- [Exercise description]: Each line of the listing that contains "union" should be found and copied.

- [Provided data]:
----

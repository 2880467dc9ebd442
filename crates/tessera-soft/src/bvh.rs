//! Bounding volume hierarchy used by both acceleration structure levels.
//!
//! Nodes are stored so that every child follows its parent, with siblings in
//! adjacent slots. Refitting walks the array backwards.

use glam::{Affine3A, Vec3};

/// Primitives per leaf.
pub const MAX_LEAF_SIZE: usize = 2;

/// Axis-aligned bounding box.
#[derive(Debug, Clone, Copy, PartialEq)]
pub struct Aabb {
    pub min: Vec3,
    pub max: Vec3,
}

impl Aabb {
    pub const EMPTY: Self = Self {
        min: Vec3::splat(f32::INFINITY),
        max: Vec3::splat(f32::NEG_INFINITY),
    };

    pub fn from_points(points: &[Vec3]) -> Self {
        points.iter().fold(Self::EMPTY, |acc, &p| acc.grow(p))
    }

    #[must_use]
    pub fn grow(self, point: Vec3) -> Self {
        Self {
            min: self.min.min(point),
            max: self.max.max(point),
        }
    }

    #[must_use]
    pub fn union(self, other: Self) -> Self {
        Self {
            min: self.min.min(other.min),
            max: self.max.max(other.max),
        }
    }

    pub fn is_empty(&self) -> bool {
        self.min.cmpgt(self.max).any()
    }

    pub fn centroid(&self) -> Vec3 {
        (self.min + self.max) * 0.5
    }

    /// Bounds of this box after `transform`.
    #[must_use]
    pub fn transformed(&self, transform: &Affine3A) -> Self {
        if self.is_empty() {
            return *self;
        }
        let mut out = Self::EMPTY;
        for corner in 0..8 {
            let p = Vec3::new(
                if corner & 1 == 0 { self.min.x } else { self.max.x },
                if corner & 2 == 0 { self.min.y } else { self.max.y },
                if corner & 4 == 0 { self.min.z } else { self.max.z },
            );
            out = out.grow(transform.transform_point3(p));
        }
        out
    }

    /// Slab test against a ray given by origin and inverse direction.
    pub fn hit(&self, origin: Vec3, inv_direction: Vec3, t_min: f32, t_max: f32) -> bool {
        let t0 = (self.min - origin) * inv_direction;
        let t1 = (self.max - origin) * inv_direction;
        let near = t0.min(t1).max_element().max(t_min);
        let far = t0.max(t1).min_element().min(t_max);
        near <= far
    }
}

#[derive(Debug, Clone, Copy)]
struct Node {
    bounds: Aabb,
    /// First primitive slot for leaves, left child index otherwise.
    first: u32,
    /// Primitive count; zero marks an interior node.
    count: u32,
}

impl Node {
    const PLACEHOLDER: Self = Self {
        bounds: Aabb::EMPTY,
        first: 0,
        count: 0,
    };

    const fn is_leaf(&self) -> bool {
        self.count > 0
    }
}

/// A binary BVH over primitive bounds.
#[derive(Debug, Clone, Default)]
pub struct Bvh {
    nodes: Vec<Node>,
    /// Primitive indices in leaf order.
    order: Vec<u32>,
}

impl Bvh {
    /// Build with median splits along the longest centroid axis.
    pub fn build(bounds: &[Aabb]) -> Self {
        let count = bounds.len();
        let mut order: Vec<u32> = (0..count as u32).collect();
        if count == 0 {
            return Self {
                nodes: Vec::new(),
                order,
            };
        }

        let mut nodes = vec![Node::PLACEHOLDER];
        let mut stack = vec![(0usize, 0usize, count)];
        while let Some((index, start, end)) = stack.pop() {
            let slice = &mut order[start..end];
            let node_bounds = slice
                .iter()
                .fold(Aabb::EMPTY, |acc, &p| acc.union(bounds[p as usize]));
            nodes[index].bounds = node_bounds;

            if slice.len() <= MAX_LEAF_SIZE {
                nodes[index].first = start as u32;
                nodes[index].count = slice.len() as u32;
                continue;
            }

            let centroids = slice
                .iter()
                .fold(Aabb::EMPTY, |acc, &p| acc.grow(bounds[p as usize].centroid()));
            let extent = centroids.max - centroids.min;
            let axis = if extent.x >= extent.y && extent.x >= extent.z {
                0
            } else if extent.y >= extent.z {
                1
            } else {
                2
            };

            let mid = slice.len() / 2;
            slice.select_nth_unstable_by(mid, |&a, &b| {
                bounds[a as usize].centroid()[axis].total_cmp(&bounds[b as usize].centroid()[axis])
            });

            let left = nodes.len();
            nodes.push(Node::PLACEHOLDER);
            nodes.push(Node::PLACEHOLDER);
            nodes[index].first = left as u32;
            nodes[index].count = 0;
            stack.push((left + 1, start + mid, end));
            stack.push((left, start, start + mid));
        }

        Self { nodes, order }
    }

    /// Recompute node bounds for moved primitives, keeping the topology.
    pub fn refit(&mut self, bounds: &[Aabb]) {
        debug_assert_eq!(bounds.len(), self.order.len(), "refit changed the primitive count");
        for index in (0..self.nodes.len()).rev() {
            let node = self.nodes[index];
            let first = node.first as usize;
            self.nodes[index].bounds = if node.is_leaf() {
                self.order[first..first + node.count as usize]
                    .iter()
                    .fold(Aabb::EMPTY, |acc, &p| acc.union(bounds[p as usize]))
            } else {
                self.nodes[first].bounds.union(self.nodes[first + 1].bounds)
            };
        }
    }

    pub fn node_count(&self) -> usize {
        self.nodes.len()
    }

    pub fn primitive_count(&self) -> usize {
        self.order.len()
    }

    /// Bounds of the whole hierarchy.
    pub fn bounds(&self) -> Aabb {
        self.nodes.first().map_or(Aabb::EMPTY, |root| root.bounds)
    }

    /// Closest accepted primitive along a ray.
    ///
    /// `test` receives a primitive index and the current closest distance and
    /// returns the hit distance and payload when the primitive is accepted
    /// closer than that.
    pub fn closest<T>(
        &self,
        origin: Vec3,
        direction: Vec3,
        t_min: f32,
        t_max: f32,
        mut test: impl FnMut(u32, f32) -> Option<(f32, T)>,
    ) -> Option<(f32, T)> {
        let Some(root) = self.nodes.first() else {
            return None;
        };
        let inv_direction = direction.recip();
        let mut best: Option<(f32, T)> = None;
        let mut t_closest = t_max;

        if !root.bounds.hit(origin, inv_direction, t_min, t_closest) {
            return None;
        }
        let mut stack = vec![0usize];
        while let Some(index) = stack.pop() {
            let node = &self.nodes[index];
            if !node.bounds.hit(origin, inv_direction, t_min, t_closest) {
                continue;
            }
            let first = node.first as usize;
            if node.is_leaf() {
                for &primitive in &self.order[first..first + node.count as usize] {
                    if let Some((t, payload)) = test(primitive, t_closest) {
                        t_closest = t;
                        best = Some((t, payload));
                    }
                }
            } else {
                stack.push(first + 1);
                stack.push(first);
            }
        }
        best
    }
}

/// Distance and barycentrics of a ray-triangle intersection.
#[derive(Debug, Clone, Copy, PartialEq)]
pub struct TriangleHit {
    pub t: f32,
    pub u: f32,
    pub v: f32,
    /// The vertices appear counter-clockwise from the ray origin.
    pub counter_clockwise: bool,
}

/// Möller-Trumbore intersection over `[t_min, t_max]`.
pub fn intersect_triangle(
    origin: Vec3,
    direction: Vec3,
    vertices: &[Vec3; 3],
    t_min: f32,
    t_max: f32,
) -> Option<TriangleHit> {
    let e1 = vertices[1] - vertices[0];
    let e2 = vertices[2] - vertices[0];
    let p = direction.cross(e2);
    let det = e1.dot(p);
    if det.abs() < 1e-12 {
        return None;
    }
    let inv_det = det.recip();
    let s = origin - vertices[0];
    let u = s.dot(p) * inv_det;
    if !(0.0..=1.0).contains(&u) {
        return None;
    }
    let q = s.cross(e1);
    let v = direction.dot(q) * inv_det;
    if v < 0.0 || u + v > 1.0 {
        return None;
    }
    let t = e2.dot(q) * inv_det;
    if t < t_min || t > t_max {
        return None;
    }
    Some(TriangleHit {
        t,
        u,
        v,
        counter_clockwise: det > 0.0,
    })
}

#[cfg(test)]
mod tests {
    use super::*;
    use approx::assert_relative_eq;

    fn unit_boxes(count: usize) -> Vec<Aabb> {
        (0..count)
            .map(|i| {
                let base = Vec3::new(i as f32 * 2.0, 0.0, 0.0);
                Aabb {
                    min: base,
                    max: base + Vec3::ONE,
                }
            })
            .collect()
    }

    #[test]
    fn build_covers_every_primitive_once() {
        let boxes = unit_boxes(13);
        let bvh = Bvh::build(&boxes);
        let mut seen = bvh.order.clone();
        seen.sort_unstable();
        assert_eq!(seen, (0..13).collect::<Vec<_>>());
        assert!(bvh.node_count() <= 2 * 13 - 1);
        assert_eq!(bvh.bounds().min, Vec3::ZERO);
        assert_eq!(bvh.bounds().max, Vec3::new(25.0, 1.0, 1.0));
    }

    #[test]
    fn children_follow_parents() {
        let bvh = Bvh::build(&unit_boxes(9));
        for (index, node) in bvh.nodes.iter().enumerate() {
            if !node.is_leaf() {
                assert!(node.first as usize > index);
            }
        }
    }

    #[test]
    fn refit_tracks_moved_primitives() {
        let mut boxes = unit_boxes(6);
        let mut bvh = Bvh::build(&boxes);
        let topology = bvh.node_count();
        for b in &mut boxes {
            b.min.y += 10.0;
            b.max.y += 10.0;
        }
        bvh.refit(&boxes);
        assert_eq!(bvh.node_count(), topology);
        assert_relative_eq!(bvh.bounds().min.y, 10.0);
        assert_relative_eq!(bvh.bounds().max.y, 11.0);
    }

    #[test]
    fn closest_picks_nearest_primitive() {
        let boxes = unit_boxes(8);
        let bvh = Bvh::build(&boxes);
        let origin = Vec3::new(-5.0, 0.5, 0.5);
        let direction = Vec3::X;
        let hit = bvh.closest(origin, direction, 0.0, f32::MAX, |p, t_max| {
            let t = boxes[p as usize].min.x - origin.x;
            (t < t_max).then_some((t, p))
        });
        assert_eq!(hit.map(|(_, p)| p), Some(0));
    }

    #[test]
    fn empty_hierarchy_misses() {
        let bvh = Bvh::build(&[]);
        assert!(bvh.bounds().is_empty());
        assert!(bvh
            .closest(Vec3::ZERO, Vec3::Z, 0.0, 1.0, |_, _| Some((0.5, ())))
            .is_none());
    }

    #[test]
    fn triangle_winding_is_reported_from_ray_origin() {
        let triangle = [
            Vec3::new(-1.0, -1.0, 0.0),
            Vec3::new(1.0, -1.0, 0.0),
            Vec3::new(0.0, 1.0, 0.0),
        ];
        let toward_negative_z = intersect_triangle(
            Vec3::new(0.0, 0.0, 1.0),
            Vec3::NEG_Z,
            &triangle,
            0.0,
            10.0,
        )
        .unwrap();
        assert!(toward_negative_z.counter_clockwise);
        assert_relative_eq!(toward_negative_z.t, 1.0);

        let toward_positive_z =
            intersect_triangle(Vec3::new(0.0, 0.0, -1.0), Vec3::Z, &triangle, 0.0, 10.0).unwrap();
        assert!(!toward_positive_z.counter_clockwise);
    }

    #[test]
    fn triangle_respects_interval_and_edges() {
        let triangle = [Vec3::ZERO, Vec3::X, Vec3::Y];
        let origin = Vec3::new(0.25, 0.25, 2.0);
        assert!(intersect_triangle(origin, Vec3::NEG_Z, &triangle, 0.0, 1.5).is_none());
        assert!(intersect_triangle(
            Vec3::new(0.9, 0.9, 2.0),
            Vec3::NEG_Z,
            &triangle,
            0.0,
            10.0
        )
        .is_none());
        let hit = intersect_triangle(origin, Vec3::NEG_Z, &triangle, 0.0, 10.0).unwrap();
        assert_relative_eq!(hit.u, 0.25);
        assert_relative_eq!(hit.v, 0.25);
    }
}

----

- [Exercise result]:
    pub fn union(self, other: Self) -> Self {
                .fold(Aabb::EMPTY, |acc, &p| acc.union(bounds[p as usize]));
                    .fold(Aabb::EMPTY, |acc, &p| acc.union(bounds[p as usize]))
                self.nodes[first].bounds.union(self.nodes[first + 1].bounds)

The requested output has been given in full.